DESCRIPTION OF THE TASK: Write out the entries below exactly, from the first line to the one with "if visible_len(line) >", both ends included.

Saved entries
---
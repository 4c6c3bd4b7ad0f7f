//! 单行分类判定
//!
//! 这里的函数都不依赖解析状态(角色名判定只看上一个元素类型)，
//! 输入为一行文本，函数内部会先去除首尾空白。

use crate::models::{ElementKind, Location};
use crate::utils::fountain_constants::{
    CHARACTER_EXTENSION_REGEX, CHARACTER_REGEX, LOCATION_TIME_SPLIT_REGEX, NOTE_REGEX,
    PAGE_NUMBER_REGEX, PARENTHETICAL_REGEX, SCENE_HEADING_REGEX, TRANSITION_REGEX,
};
use crate::utils::{visible_len, FountainConstants};

/// 是否为场景标题
pub fn is_scene_heading(line: &str, strict: bool) -> bool {
    let line = line.trim();
    if !SCENE_HEADING_REGEX.is_match(line) {
        return false;
    }
    if strict {
        if visible_len(line) > FountainConstants::STRICT_SCENE_HEADING_MAX_LEN {
            return false;
        }
        if line.ends_with(&FountainConstants::SCENE_HEADING_BAD_ENDINGS[..]) {
            return false;
        }
    }
    true
}

/// 是否为转场
pub fn is_transition(line: &str, strict: bool) -> bool {
    let line = line.trim();
    if TRANSITION_REGEX.is_match(line) {
        return true;
    }
    if strict {
        return false;
    }
    // 关键字区分大小写，小写的 "fade out:" 是普通文本
    FountainConstants::TRANSITION_KEYWORDS
        .iter()
        .any(|kw| line == *kw || line.ends_with(kw))
}

/// 是否为角色名
///
/// 非严格模式下只要满足全大写格式就接受，不看上下文；
/// 严格模式额外限制长度、禁止连续两个角色名并排除常见的全大写短语。
pub fn is_character_name(line: &str, strict: bool, previous: Option<ElementKind>) -> bool {
    let line = line.trim();
    if !CHARACTER_REGEX.is_match(line) {
        return false;
    }
    if !line.chars().any(|c| c.is_alphabetic()) {
        return false;
    }
    if TRANSITION_REGEX.is_match(line) || SCENE_HEADING_REGEX.is_match(line) {
        return false;
    }
    let len = visible_len(line);
    if len < FountainConstants::CHARACTER_MIN_LEN {
        return false;
    }

    if strict {
        if len > FountainConstants::STRICT_CHARACTER_MAX_LEN {
            return false;
        }
        if previous == Some(ElementKind::Character) {
            return false;
        }
        let name = clean_character_name(line);
        let name = name.trim_end_matches(|c: char| c == '.' || c == ':');
        let denied = FountainConstants::CHARACTER_DENYLIST.iter().any(|kw| {
            name == *kw || name.starts_with(&format!("{} ", kw))
        });
        if denied {
            return false;
        }
    }
    true
}

/// 是否为括号注释，只在等待对白时才有意义
pub fn is_parenthetical(line: &str) -> bool {
    PARENTHETICAL_REGEX.is_match(line.trim())
}

/// 是否为页码行
pub fn is_page_number(line: &str) -> bool {
    PAGE_NUMBER_REGEX.is_match(line.trim())
}

/// 是否为 [[注解]]
pub fn is_note(line: &str) -> bool {
    NOTE_REGEX.is_match(line.trim())
}

// 去除角色名后的扩展部分
pub fn clean_character_name(line: &str) -> String {
    CHARACTER_EXTENSION_REGEX
        .replace(line.trim(), "")
        .trim()
        .to_string()
}

// 解析场景位置信息
pub fn parse_location(scene_heading: &str) -> Option<Location> {
    let caps = SCENE_HEADING_REGEX.captures(scene_heading.trim())?;
    let prefix = caps.get(1)?.as_str().to_uppercase();
    let rest = caps.get(2)?.as_str().trim();

    let (interior, exterior) = if prefix.contains('/') {
        (true, true)
    } else if prefix.starts_with("INT") {
        (true, false)
    } else if prefix.starts_with("EXT") {
        (false, true)
    } else {
        (false, false)
    };

    let (name, time) = match LOCATION_TIME_SPLIT_REGEX.captures(rest) {
        Some(split) => (
            split.get(1).map_or("", |m| m.as_str()),
            split.get(2).map_or("", |m| m.as_str()),
        ),
        None => (rest, ""),
    };

    // 标准化地点名称
    let name = normalize(name);
    let time = normalize(time);

    Some(Location::new(name, interior, exterior, time))
}

fn normalize(text: &str) -> String {
    text.trim()
        .trim_end_matches('.')
        .split_whitespace()
        .collect::<Vec<_>>()
        .join(" ")
        .to_uppercase()
}

#[cfg(test)]
mod tests {
    use super::*;

    #[test]
    fn scene_heading_strict_rules() {
        assert!(is_scene_heading("INT. COFFEE SHOP - DAY", true));
        assert!(is_scene_heading("INT. COFFEE SHOP - DAY.", true));
        assert!(is_scene_heading("INT. COFFEE SHOP - DAY:", false));
        assert!(!is_scene_heading("INT. COFFEE SHOP - DAY:", true));
        assert!(!is_scene_heading("EXT. WHERE ARE WE?", true));

        let long = format!("INT. {}", "A".repeat(80));
        assert!(is_scene_heading(&long, false));
        assert!(!is_scene_heading(&long, true));
    }

    #[test]
    fn transition_keywords_only_outside_strict() {
        assert!(is_transition("CUT TO:", false));
        assert!(is_transition("CUT TO:", true));
        assert!(is_transition("FADE IN:", false));
        assert!(!is_transition("FADE IN:", true));
        assert!(!is_transition("fade out:", false));
        assert!(!is_transition("Say it to:", false));
        assert!(is_transition("  FADE OUT:  ", false));
        assert!(!is_transition("He fades out.", false));
    }

    #[test]
    fn character_name_rules() {
        assert!(is_character_name("JOHN", false, None));
        assert!(is_character_name("JOHN (V.O.)", false, Some(ElementKind::Action)));
        assert!(is_character_name("SARAH-JANE", false, Some(ElementKind::SceneHeading)));
        assert!(!is_character_name("J", false, None));
        assert!(!is_character_name("John", false, None));
        assert!(!is_character_name("CUT TO:", false, None));
        assert!(!is_character_name("INT. HOUSE", false, None));
        assert!(!is_character_name("123", false, None));
        assert!(!is_character_name("BOOM.", false, Some(ElementKind::SceneHeading)));
        assert!(!is_character_name("DR. JONES", false, None));
    }

    #[test]
    fn character_name_strict_rules() {
        assert!(is_character_name("JOHN", true, Some(ElementKind::Action)));
        assert!(!is_character_name("JOHN", true, Some(ElementKind::Character)));
        assert!(is_character_name("JOHN", false, Some(ElementKind::Character)));
        assert!(!is_character_name("THE END", true, None));
        assert!(is_character_name("THE END", false, None));
        assert!(!is_character_name("LATER", true, None));
        assert!(!is_character_name("BACK TO THE HOUSE", true, None));
        assert!(is_character_name("LATERAL", true, None));
        assert!(!is_character_name("FADE OUT.", true, None));
        let long = "A".repeat(41);
        assert!(is_character_name(&long, false, None));
        assert!(!is_character_name(&long, true, None));
    }

    #[test]
    fn parenthetical_needs_content() {
        assert!(is_parenthetical("(smiling)"));
        assert!(is_parenthetical("  (beat)  "));
        assert!(!is_parenthetical("()"));
        assert!(!is_parenthetical("( )"));
        assert!(!is_parenthetical("(a) and (b)"));
    }

    #[test]
    fn note_and_page_number() {
        assert!(is_note("[[check continuity]]"));
        assert!(!is_note("[check]"));
        assert!(is_page_number("42."));
        assert!(is_page_number("Page 7 of 90"));
        assert!(!is_page_number("42 MEN"));
    }

    #[test]
    fn clean_name_strips_extension() {
        assert_eq!(clean_character_name("JOHN (V.O.)"), "JOHN");
        assert_eq!(clean_character_name("MARY (CONT'D) ^"), "MARY");
        assert_eq!(clean_character_name("BOB"), "BOB");
    }

    #[test]
    fn location_is_parsed_from_heading() {
        let loc = parse_location("INT. COFFEE SHOP - DAY").unwrap();
        assert_eq!(loc.name, "COFFEE SHOP");
        assert_eq!(loc.time_of_day, "DAY");
        assert_eq!(loc.int_ext, "INT");

        let loc = parse_location("int./ext. car - moving - night").unwrap();
        assert_eq!(loc.name, "CAR - MOVING");
        assert_eq!(loc.time_of_day, "NIGHT");
        assert_eq!(loc.int_ext, "INT/EXT");

        let loc = parse_location("EXT. PARK").unwrap();
        assert_eq!(loc.name, "PARK");
        assert_eq!(loc.time_of_day, "");
        assert!(parse_location("He walks in.").is_none());
    }
}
---
COMPLETED EXERCISE:
repository 4c6c3bd4b7ad0f7f
//! 单行分类判定
//!
//! 这里的函数都不依赖解析状态(角色名判定只看上一个元素类型)，
//! 输入为一行文本，函数内部会先去除首尾空白。

use crate::models::{ElementKind, Location};
use crate::utils::fountain_constants::{
    CHARACTER_EXTENSION_REGEX, CHARACTER_REGEX, LOCATION_TIME_SPLIT_REGEX, NOTE_REGEX,
    PAGE_NUMBER_REGEX, PARENTHETICAL_REGEX, SCENE_HEADING_REGEX, TRANSITION_REGEX,
};
use crate::utils::{visible_len, FountainConstants};

/// 是否为场景标题
pub fn is_scene_heading(line: &str, strict: bool) -> bool {
    let line = line.trim();
    if !SCENE_HEADING_REGEX.is_match(line) {
        return false;
    }
    if strict {
        if visible_len(line) > FountainConstants::STRICT_SCENE_HEADING_MAX_LEN {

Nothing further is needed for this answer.